(Saved entries)
-*-

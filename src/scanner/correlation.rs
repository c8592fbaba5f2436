//! Pairing of source files with same-basename artifacts, and the pure
//! keep-or-delete decision for each pair.
//!
//! Correlation never touches the filesystem. It marks matched records as
//! consumed and hands back an ordered plan; the deletion executor acts on it.

#![allow(missing_docs)]

use serde::Serialize;

use crate::core::config::CleanPolicy;
use crate::scanner::classifier::{BucketSet, FileRecord};
use crate::scanner::registry::ExtensionRegistry;

/// What to do with one matched artifact.
#[derive(Debug, Clone, Copy, PartialEq, Eq, Serialize)]
#[serde(rename_all = "snake_case")]
pub enum DeletionDecision {
    Delete,
    KeepFinalProduct,
    KeepReadOnly,
    KeepNewerSource,
}

impl DeletionDecision {
    #[must_use]
    pub const fn is_delete(self) -> bool {
        matches!(self, Self::Delete)
    }
}

/// An artifact matched to a source file, with its decision.
#[derive(Debug, Clone, PartialEq, Eq)]
pub struct PairedArtifact {
    pub extension: String,
    pub decision: DeletionDecision,
}

/// One source file and every artifact paired with it, in bucket order.
#[derive(Debug, Clone, PartialEq, Eq)]
pub struct Pairing {
    pub basename: String,
    pub artifacts: Vec<PairedArtifact>,
}

/// Decide the fate of `artifact`, matched to `source` in the bucket for `extension`.
///
/// Checks run in a fixed order and the first hit wins:
/// 1. artifact not strictly newer than its source, and `remove_older` off
/// 2. artifact not writable
/// 3. keep mode on and `extension` is a final product
#[must_use]
pub fn decide(
    source: &FileRecord,
    artifact: &FileRecord,
    extension: &str,
    registry: &ExtensionRegistry,
    policy: &CleanPolicy,
) -> DeletionDecision {
    if artifact.modified <= source.modified && !policy.remove_older {
        DeletionDecision::KeepNewerSource
    } else if !artifact.writable {
        DeletionDecision::KeepReadOnly
    } else if policy.keep_final_products && registry.is_final_product(extension) {
        DeletionDecision::KeepFinalProduct
    } else {
        DeletionDecision::Delete
    }
}

/// Pair every source record with the first unconsumed same-basename record
/// of each artifact bucket.
///
/// Matched records are marked consumed whatever the decision, so a kept
/// artifact is never later reported as unmatched. When two source records
/// share a basename the first one claims the artifacts.
pub fn correlate(
    buckets: &mut BucketSet,
    registry: &ExtensionRegistry,
    policy: &CleanPolicy,
) -> Vec<Pairing> {
    let (sources, artifacts) = buckets.split_source_mut();
    let mut plan = Vec::with_capacity(sources.records.len());

    for source in &sources.records {
        let mut pairing = Pairing {
            basename: source.basename.clone(),
            artifacts: Vec::new(),
        };
        for bucket in artifacts.iter_mut() {
            let Some(artifact) = bucket
                .records
                .iter_mut()
                .find(|r| !r.consumed && r.basename == source.basename)
            else {
                continue;
            };
            artifact.consumed = true;
            pairing.artifacts.push(PairedArtifact {
                extension: bucket.extension.clone(),
                decision: decide(source, artifact, &bucket.extension, registry, policy),
            });
        }
        plan.push(pairing);
    }

    plan
}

-*-

Starting at the first line of the records, print each line exactly, stopping after the line that contains "use serde::Serialize;".

filename src/scanner/correlation.rs
repository c8592fbaba5f2436
//! Pairing of source files with same-basename artifacts, and the pure
//! keep-or-delete decision for each pair.
//!
//! Correlation never touches the filesystem. It marks matched records as
//! consumed and hands back an ordered plan; the deletion executor acts on it.

#![allow(missing_docs)]

use serde::Serialize;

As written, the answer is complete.